• DESCRIPTION OF THE TASK
Copy all lines in the data that contain the string "sequence".

• INFORMATION SHOWN
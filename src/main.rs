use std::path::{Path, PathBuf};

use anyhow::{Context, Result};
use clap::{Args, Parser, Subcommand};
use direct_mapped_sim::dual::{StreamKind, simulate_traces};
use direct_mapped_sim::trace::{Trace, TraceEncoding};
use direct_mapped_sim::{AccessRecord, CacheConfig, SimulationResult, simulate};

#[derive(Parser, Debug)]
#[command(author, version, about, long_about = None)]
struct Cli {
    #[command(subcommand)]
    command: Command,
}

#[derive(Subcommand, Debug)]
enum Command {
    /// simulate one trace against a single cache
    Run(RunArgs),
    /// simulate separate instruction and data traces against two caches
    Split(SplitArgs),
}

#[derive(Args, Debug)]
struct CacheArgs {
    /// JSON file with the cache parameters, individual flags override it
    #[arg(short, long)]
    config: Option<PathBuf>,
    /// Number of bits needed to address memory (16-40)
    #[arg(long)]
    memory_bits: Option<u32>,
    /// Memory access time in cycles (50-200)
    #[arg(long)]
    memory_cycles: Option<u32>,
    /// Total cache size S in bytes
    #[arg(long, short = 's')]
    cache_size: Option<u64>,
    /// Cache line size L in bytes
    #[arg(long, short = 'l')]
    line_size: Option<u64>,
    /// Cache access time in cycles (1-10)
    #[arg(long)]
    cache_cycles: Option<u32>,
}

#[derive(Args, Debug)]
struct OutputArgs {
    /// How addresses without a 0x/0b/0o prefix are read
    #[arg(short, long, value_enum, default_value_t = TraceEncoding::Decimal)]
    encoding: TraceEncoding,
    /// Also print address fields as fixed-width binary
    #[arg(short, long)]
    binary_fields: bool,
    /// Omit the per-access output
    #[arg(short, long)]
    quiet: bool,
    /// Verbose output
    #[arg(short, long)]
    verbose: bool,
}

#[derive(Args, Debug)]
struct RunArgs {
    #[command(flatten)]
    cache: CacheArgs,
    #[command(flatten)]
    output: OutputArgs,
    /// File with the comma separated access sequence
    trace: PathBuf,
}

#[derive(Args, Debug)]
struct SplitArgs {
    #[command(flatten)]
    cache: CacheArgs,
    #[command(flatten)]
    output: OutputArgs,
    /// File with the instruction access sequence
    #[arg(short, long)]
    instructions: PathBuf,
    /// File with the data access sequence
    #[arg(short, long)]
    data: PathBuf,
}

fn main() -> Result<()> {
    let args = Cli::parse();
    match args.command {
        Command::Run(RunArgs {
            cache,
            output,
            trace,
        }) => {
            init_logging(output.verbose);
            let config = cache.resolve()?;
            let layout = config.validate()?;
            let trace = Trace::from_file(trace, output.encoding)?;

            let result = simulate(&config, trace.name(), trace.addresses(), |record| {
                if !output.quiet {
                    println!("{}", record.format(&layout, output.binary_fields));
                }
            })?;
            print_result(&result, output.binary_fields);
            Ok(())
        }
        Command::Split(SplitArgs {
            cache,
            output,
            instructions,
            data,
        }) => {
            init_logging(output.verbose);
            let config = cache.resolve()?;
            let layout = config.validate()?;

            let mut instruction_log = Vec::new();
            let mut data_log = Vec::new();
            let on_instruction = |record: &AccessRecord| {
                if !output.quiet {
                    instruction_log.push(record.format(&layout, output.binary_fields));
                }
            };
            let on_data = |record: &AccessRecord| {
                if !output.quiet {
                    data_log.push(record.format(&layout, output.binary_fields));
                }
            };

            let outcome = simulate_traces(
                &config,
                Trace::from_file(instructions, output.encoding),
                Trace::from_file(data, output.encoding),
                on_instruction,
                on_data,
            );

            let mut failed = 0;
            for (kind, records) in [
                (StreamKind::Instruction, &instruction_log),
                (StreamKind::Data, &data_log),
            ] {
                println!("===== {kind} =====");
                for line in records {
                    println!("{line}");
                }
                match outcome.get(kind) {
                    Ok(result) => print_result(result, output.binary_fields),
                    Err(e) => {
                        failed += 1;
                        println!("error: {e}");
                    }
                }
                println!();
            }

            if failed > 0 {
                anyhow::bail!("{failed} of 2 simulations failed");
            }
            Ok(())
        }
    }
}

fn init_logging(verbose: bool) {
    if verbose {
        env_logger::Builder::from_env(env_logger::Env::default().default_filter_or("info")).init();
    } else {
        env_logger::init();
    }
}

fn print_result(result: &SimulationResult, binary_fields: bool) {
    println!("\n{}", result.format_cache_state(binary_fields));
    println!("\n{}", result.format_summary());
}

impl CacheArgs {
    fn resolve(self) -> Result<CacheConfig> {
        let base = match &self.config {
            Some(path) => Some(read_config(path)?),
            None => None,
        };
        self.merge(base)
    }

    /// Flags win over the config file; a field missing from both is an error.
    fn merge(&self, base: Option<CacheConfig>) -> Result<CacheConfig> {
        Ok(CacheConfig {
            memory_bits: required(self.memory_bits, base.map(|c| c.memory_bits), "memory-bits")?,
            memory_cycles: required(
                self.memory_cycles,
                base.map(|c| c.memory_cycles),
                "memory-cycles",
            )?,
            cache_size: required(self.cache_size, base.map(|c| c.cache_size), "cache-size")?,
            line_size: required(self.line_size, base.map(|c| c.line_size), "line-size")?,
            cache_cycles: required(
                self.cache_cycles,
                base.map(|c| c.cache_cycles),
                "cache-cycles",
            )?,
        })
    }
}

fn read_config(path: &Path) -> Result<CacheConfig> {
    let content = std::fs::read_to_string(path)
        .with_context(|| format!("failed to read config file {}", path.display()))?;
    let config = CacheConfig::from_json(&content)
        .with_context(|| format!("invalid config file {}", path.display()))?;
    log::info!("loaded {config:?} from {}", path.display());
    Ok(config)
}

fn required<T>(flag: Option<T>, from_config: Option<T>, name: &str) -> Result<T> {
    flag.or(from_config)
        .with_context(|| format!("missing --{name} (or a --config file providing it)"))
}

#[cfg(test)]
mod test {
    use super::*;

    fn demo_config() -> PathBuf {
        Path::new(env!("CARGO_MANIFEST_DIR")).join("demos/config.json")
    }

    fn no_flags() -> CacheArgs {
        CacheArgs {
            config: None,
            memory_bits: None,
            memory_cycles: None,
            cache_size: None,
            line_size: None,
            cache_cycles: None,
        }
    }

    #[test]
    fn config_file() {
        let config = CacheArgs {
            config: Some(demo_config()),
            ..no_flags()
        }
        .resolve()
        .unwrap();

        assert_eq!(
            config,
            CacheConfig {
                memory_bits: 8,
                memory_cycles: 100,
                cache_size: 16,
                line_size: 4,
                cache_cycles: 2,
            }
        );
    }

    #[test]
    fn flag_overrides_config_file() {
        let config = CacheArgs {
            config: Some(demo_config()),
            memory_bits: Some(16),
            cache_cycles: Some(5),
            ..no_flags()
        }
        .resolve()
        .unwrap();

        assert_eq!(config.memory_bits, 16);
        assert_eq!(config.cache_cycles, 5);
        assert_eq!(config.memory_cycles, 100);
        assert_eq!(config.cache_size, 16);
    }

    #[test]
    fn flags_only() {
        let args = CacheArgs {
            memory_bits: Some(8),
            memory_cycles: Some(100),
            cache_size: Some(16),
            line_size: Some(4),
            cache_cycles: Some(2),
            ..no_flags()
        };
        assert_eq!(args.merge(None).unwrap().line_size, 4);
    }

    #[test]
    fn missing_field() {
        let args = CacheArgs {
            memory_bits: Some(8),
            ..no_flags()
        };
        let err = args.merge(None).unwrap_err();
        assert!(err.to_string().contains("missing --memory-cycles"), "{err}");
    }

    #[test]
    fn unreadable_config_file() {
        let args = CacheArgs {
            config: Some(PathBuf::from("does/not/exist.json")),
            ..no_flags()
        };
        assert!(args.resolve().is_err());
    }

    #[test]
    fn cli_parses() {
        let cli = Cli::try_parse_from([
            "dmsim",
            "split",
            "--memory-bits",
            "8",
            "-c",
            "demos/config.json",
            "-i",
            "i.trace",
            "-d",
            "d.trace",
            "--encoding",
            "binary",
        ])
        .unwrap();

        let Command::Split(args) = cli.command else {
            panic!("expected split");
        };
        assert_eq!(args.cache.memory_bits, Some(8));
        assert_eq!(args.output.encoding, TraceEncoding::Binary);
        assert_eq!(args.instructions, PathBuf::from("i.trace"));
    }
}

• TASK ANSWER
    /// File with the comma separated access sequence
    /// File with the instruction access sequence
    /// File with the data access sequence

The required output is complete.